Seeing Butler’s name on the latest scandal reminded me that I wrote a blogpost about transracialism and about this scandal a year ago when it aired. In brief, in March last year a non-tenured female assistant professor at an American University, Rebecca Tuvel, published an article in the feminist journal Hypatia which basically argued that a) the process of becoming transgender is a real thing; b) transracialism has many similarities with the process of becoming transgender; c) if you accept the validity of transgender people’s self-identity, you should probably accept the validity of a person’s choice to be transracial. The article was clear, concise and well argued, very much in the spirit of Peter Singer’s work on vegetarianism and animal rights, or Bertrand Russell’s work on religion and war (I think she is an analytic philosopher and so are they, so that makes sense, though I don’t know much about these categories). For a certain class of American activist academics the implications of this work were terrifying: either they rejected transracialism out of hand for obviously dubious reasons, and were scared that Tuvel’s conclusions would degrade the rights of transgender people; or they didn’t really respect transgender rights, and wanted to stop the extension of transgender rights to transracial rights at any cost. This unholy alliance of idiots conspired to write a letter – with 800 signatories! – demanding Hypatia retract the article. In the process they traduced Tuvel’s reputation, embarrassed the journal and their own field, disgraced themselves, and and signally failed to engage with the substance of Tuvel’s work in any way, shape or form. In addition to all of these stupid failings, they also did their very best to destroy Tuvel’s career, which obviously was the worst consequence of all this bullshit.

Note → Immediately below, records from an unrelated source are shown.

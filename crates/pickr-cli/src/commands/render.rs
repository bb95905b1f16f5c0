//! Presentation of a parse result as JSON, CSV or a text table.

use chrono::{Local, NaiveDateTime};

use pickr_core::models::config::OutputConfig;
use pickr_core::picking::rules::{format_quantity, format_stock};
use pickr_core::{DuplicateGroup, HeaderInfo, ParseResult};

/// Header fields with every gap filled in.
#[derive(Debug, Clone, PartialEq, Eq)]
pub struct ResolvedHeader {
    pub order_number: String,
    pub date: String,
    pub time: String,
    pub status: String,
}

impl ResolvedHeader {
    /// Fill missing fields: `-` for the order number, `now` for date and time,
    /// the configured status otherwise.
    pub fn resolve(header: &HeaderInfo, output: &OutputConfig, now: NaiveDateTime) -> Self {
        Self {
            order_number: header.order_number.clone().unwrap_or_else(|| "-".to_string()),
            date: header
                .date
                .clone()
                .unwrap_or_else(|| now.format("%d/%m/%Y").to_string()),
            time: header
                .time
                .clone()
                .unwrap_or_else(|| now.format("%H:%M:%S").to_string()),
            status: header
                .status
                .clone()
                .unwrap_or_else(|| output.default_status.clone()),
        }
    }
}

/// Cut a description to `width` characters, ending in `..` when shortened.
pub fn truncate_description(description: &str, width: usize) -> String {
    if description.chars().count() <= width {
        return description.to_string();
    }
    let kept: String = description.chars().take(width.saturating_sub(2)).collect();
    format!("{}..", kept)
}

pub fn format_json(result: &ParseResult) -> anyhow::Result<String> {
    Ok(serde_json::to_string_pretty(result)?)
}

pub fn format_csv(result: &ParseResult) -> anyhow::Result<String> {
    let mut wtr = csv::Writer::from_writer(vec![]);

    wtr.write_record([
        "line",
        "code",
        "legacy_code",
        "description",
        "quantity",
        "stock",
        "warehouse",
    ])?;

    for record in &result.consolidated {
        wtr.write_record([
            &record.line.to_string(),
            &record.code,
            &record.legacy_code,
            &record.description,
            &format_quantity(record.quantity),
            &format_stock(record.stock_level),
            &record.warehouse_code,
        ])?;
    }

    let data = String::from_utf8(wtr.into_inner()?)?;
    Ok(data)
}

pub fn format_text(result: &ParseResult, output: &OutputConfig) -> String {
    format_text_at(result, output, Local::now().naive_local())
}

fn format_text_at(result: &ParseResult, output: &OutputConfig, now: NaiveDateTime) -> String {
    let header = ResolvedHeader::resolve(&result.header, output, now);
    let width = output.description_width;
    let mut out = String::new();

    out.push_str(&format!("PICKING LIST N°: {}\n", header.order_number));
    out.push_str(&format!(
        "Fecha: {}  Hora: {}  Estado: {}\n\n",
        header.date, header.time, header.status
    ));

    out.push_str(&format!(
        "{:>4}  {:<10} {:<14} {:<width$} {:>8} {:>8}  {}\n",
        "#",
        "COD",
        "COD VIEJO",
        "ARTICULO",
        "CANT",
        "STOCK",
        "ALM",
        width = width
    ));

    for record in &result.consolidated {
        out.push_str(&format!(
            "{:>4}  {:<10} {:<14} {:<width$} {:>8} {:>8}  {}\n",
            record.line,
            record.code,
            record.legacy_code,
            truncate_description(&record.description, width),
            format_quantity(record.quantity),
            format_stock(record.stock_level),
            record.warehouse_code,
            width = width
        ));
    }

    out.push_str(&format!("\nTotal lines: {}\n", result.consolidated.len()));
    out
}

pub fn format_duplicates(groups: &[DuplicateGroup]) -> String {
    if groups.is_empty() {
        return "No repeated legacy codes\n".to_string();
    }

    let mut out = String::from("Repeated legacy codes:\n");
    for group in groups {
        let parts: Vec<String> = group.quantities.iter().map(|q| format_quantity(*q)).collect();
        out.push_str(&format!(
            "  {}: {} = {}\n",
            group.legacy_code,
            parts.join(" + "),
            format_quantity(group.total)
        ));
    }
    out
}

pub fn format_stats(result: &ParseResult) -> String {
    let mut out = String::new();
    out.push_str(&format!("Pages: {}\n", result.page_count));
    match result.packing_start {
        Some(start) => out.push_str(&format!(
            "Packing section: page {} ({} pages)\n",
            start + 1,
            result.packing_page_count()
        )),
        None => out.push_str("Packing section: not found\n"),
    }
    out.push_str(&format!("Mode: {:?}\n", result.stats.mode));
    out.push_str(&format!(
        "Candidates: {} ({} extracted, {} dropped)\n",
        result.stats.candidates,
        result.stats.extracted,
        result.stats.dropped()
    ));
    out.push_str(&format!(
        "Lines: {} extracted, {} after consolidation\n",
        result.records.len(),
        result.consolidated.len()
    ));
    out.push_str(&format!("Processing time: {}ms\n", result.processing_time_ms));
    out
}
//! Header metadata extraction from the first page.

use regex::Regex;

use super::patterns::{ISSUE_DATE, ISSUE_TIME, ORDER_NUMBER, STATUS};
use super::FieldExtractor;
use crate::models::manifest::HeaderInfo;

/// Extracts one labeled header field (the pattern's first group).
pub struct HeaderFieldExtractor {
    pattern: &'static Regex,
}

impl HeaderFieldExtractor {
    pub fn new(pattern: &'static Regex) -> Self {
        Self { pattern }
    }

    /// `N°: 12345`
    pub fn order_number() -> Self {
        Self::new(&ORDER_NUMBER)
    }

    /// `FECHA: dd/mm/yyyy`
    pub fn date() -> Self {
        Self::new(&ISSUE_DATE)
    }

    /// `HORA: hh:mm:ss`
    pub fn time() -> Self {
        Self::new(&ISSUE_TIME)
    }

    /// `Estado: word`
    pub fn status() -> Self {
        Self::new(&STATUS)
    }
}

impl FieldExtractor for HeaderFieldExtractor {
    type Output = String;

    fn extract(&self, text: &str) -> Option<Self::Output> {
        self.pattern
            .captures(text)
            .map(|caps| caps[1].trim().to_string())
    }

    fn extract_all(&self, text: &str) -> Vec<Self::Output> {
        self.pattern
            .captures_iter(text)
            .map(|caps| caps[1].trim().to_string())
            .collect()
    }
}

/// Extract header fields from the first page's text.
///
/// Each field is matched on its own; a field that is not found stays `None`.
pub fn extract_header(text: &str) -> HeaderInfo {
    HeaderInfo {
        order_number: HeaderFieldExtractor::order_number().extract(text),
        date: HeaderFieldExtractor::date().extract(text),
        time: HeaderFieldExtractor::time().extract(text),
        status: HeaderFieldExtractor::status().extract(text),
    }
}
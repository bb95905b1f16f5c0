//! PDF processing module.

mod extractor;
mod splice;

pub use extractor::PdfExtractor;
pub use splice::packing_tail;

use crate::error::PdfError;

/// Result type for PDF operations.
pub type Result<T> = std::result::Result<T, PdfError>;

/// Trait for PDF text sources.
pub trait PdfProcessor {
    /// Load a PDF from bytes.
    fn load(&mut self, data: &[u8]) -> Result<()>;

    /// Get the number of pages in the PDF.
    fn page_count(&self) -> usize;

    /// Text of every page in order. A page whose text cannot be extracted
    /// is returned as an empty string.
    fn page_texts(&self) -> Result<Vec<String>>;

    /// Text of one page (0-based index).
    fn extract_page_text(&self, index: usize) -> Result<String>;
}

#[cfg(test)]
pub(crate) mod fixtures {
    use lopdf::content::{Content, Operation};
    use lopdf::{dictionary, Document, Object, Stream};

    /// Build a PDF with one page per entry, each line drawn in Courier.
    pub fn pdf_with_pages(pages: &[&[&str]]) -> Vec<u8> {
        let mut doc = Document::with_version("1.5");
        let pages_id = doc.new_object_id();
        let font_id = doc.add_object(dictionary! {
            "Type" => "Font",
            "Subtype" => "Type1",
            "BaseFont" => "Courier",
        });
        let resources_id = doc.add_object(dictionary! {
            "Font" => dictionary! {
                "F1" => font_id,
            },
        });

        let mut kids: Vec<Object> = Vec::new();
        for lines in pages {
            let mut operations = Vec::new();
            for (i, line) in lines.iter().enumerate() {
                operations.push(Operation::new("BT", vec![]));
                operations.push(Operation::new("Tf", vec!["F1".into(), 10.into()]));
                operations.push(Operation::new(
                    "Td",
                    vec![40.into(), (800 - 14 * i as i64).into()],
                ));
                operations.push(Operation::new("Tj", vec![Object::string_literal(*line)]));
                operations.push(Operation::new("ET", vec![]));
            }
            let content = Content { operations };
            let content_id =
                doc.add_object(Stream::new(dictionary! {}, content.encode().unwrap()));
            let page_id = doc.add_object(dictionary! {
                "Type" => "Page",
                "Parent" => pages_id,
                "Contents" => content_id,
            });
            kids.push(page_id.into());
        }

        let count = kids.len() as i64;
        doc.objects.insert(
            pages_id,
            Object::Dictionary(dictionary! {
                "Type" => "Pages",
                "Kids" => kids,
                "Count" => count,
                "Resources" => resources_id,
                "MediaBox" => vec![0.into(), 0.into(), 595.into(), 842.into()],
            }),
        );
        let catalog_id = doc.add_object(dictionary! {
            "Type" => "Catalog",
            "Pages" => pages_id,
        });
        doc.trailer.set("Root", catalog_id);

        let mut data = Vec::new();
        doc.save_to(&mut data).unwrap();
        data
    }
}
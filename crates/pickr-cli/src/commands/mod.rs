//! Sub-command implementations.

pub mod batch;
pub mod config;
pub mod process;
pub mod render;

use std::path::Path;

use pickr_core::PickrConfig;

/// Load the file named by `--config`, or the defaults when none is given.
pub fn load_config(config_path: Option<&str>) -> anyhow::Result<PickrConfig> {
    match config_path {
        Some(path) => Ok(PickrConfig::from_file(Path::new(path))?),
        None => Ok(PickrConfig::default()),
    }
}
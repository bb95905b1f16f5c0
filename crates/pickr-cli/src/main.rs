//! CLI application for picking list consolidation.

mod commands;

use clap::{Parser, Subcommand};
use tracing::Level;
use tracing_subscriber::FmtSubscriber;

use commands::{batch, config, process};

/// Picking list manifests - consolidate line items and locate the packing section
#[derive(Parser)]
#[command(name = "pickr")]
#[command(author, version, about, long_about = None)]
struct Cli {
    /// Enable verbose output
    #[arg(short, long, action = clap::ArgAction::Count)]
    verbose: u8,

    /// Path to config file
    #[arg(short, long, global = true)]
    config: Option<String>,

    #[command(subcommand)]
    command: Commands,
}

#[derive(Subcommand)]
enum Commands {
    /// Process a single picking list
    Process(process::ProcessArgs),

    /// Process multiple picking lists
    Batch(batch::BatchArgs),

    /// Manage configuration
    Config(config::ConfigArgs),
}

#[tokio::main]
async fn main() -> anyhow::Result<()> {
    let cli = Cli::parse();

    // Set up logging based on verbosity
    let level = match cli.verbose {
        0 => Level::WARN,
        1 => Level::INFO,
        2 => Level::DEBUG,
        _ => Level::TRACE,
    };

    let subscriber = FmtSubscriber::builder()
        .with_max_level(level)
        .with_target(false)
        .with_writer(std::io::stderr)
        .finish();

    tracing::subscriber::set_global_default(subscriber)?;

    match cli.command {
        Commands::Process(args) => process::run(args, cli.config.as_deref()).await,
        Commands::Batch(args) => batch::run(args, cli.config.as_deref()).await,
        Commands::Config(args) => config::run(args, cli.config.as_deref()).await,
    }
}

So today, seeing Butler and her colleagues at work on this stuff again, I found myself wondering what happened to Tuvel after “that little unpleasantness” in May last year? So I did a search, and I was surprised and pleased to discover that she still has her job at Rhodes (I don’t know if she has been approved for tenure or not, or if it is even possible for an Assistant Professor to get tenure), she is still teaching (including the Freedom and Oppression component of Philosophy 101, haha!) and she lists her work on transracialism as her major research interest, so whatever happened over the past year appears not to have destroyed her passion for this interesting topic [1]. So it appears that any consequences of the brouhaha didn’t affect her work, which is great. I checked the status of her paper on the Hypatia website, and it has been cited 4 times already, though google gives it up to 33 citations. In either case this is excellent – getting 4 citations in the first year of publication of a paper is very good, especially in Philosophy. I think the Hypatia metrics are bodgy though because she definitely has been cited more times than that. In particular, I was cheered to discover that the journal Philosophy Today had a whole special issue responding to her paper. This is frankly awesome – very few academics at any level, no matter how original, get to have a whole journal issue devoted to dissecting their work, and to have this opportunity arise from a controversial work that nearly sunk your career is really good. It’s worth noting that in the wash up of the original scandal the issue is generally positive, including an article on the lack of intellectual generosity shown in the response to her work, and some discussion of its implications for various aspects of theory. Tuvel gets to write a response (of course), which means that she gets an extra publication out of her own work, and a bunch of citations – jolly good!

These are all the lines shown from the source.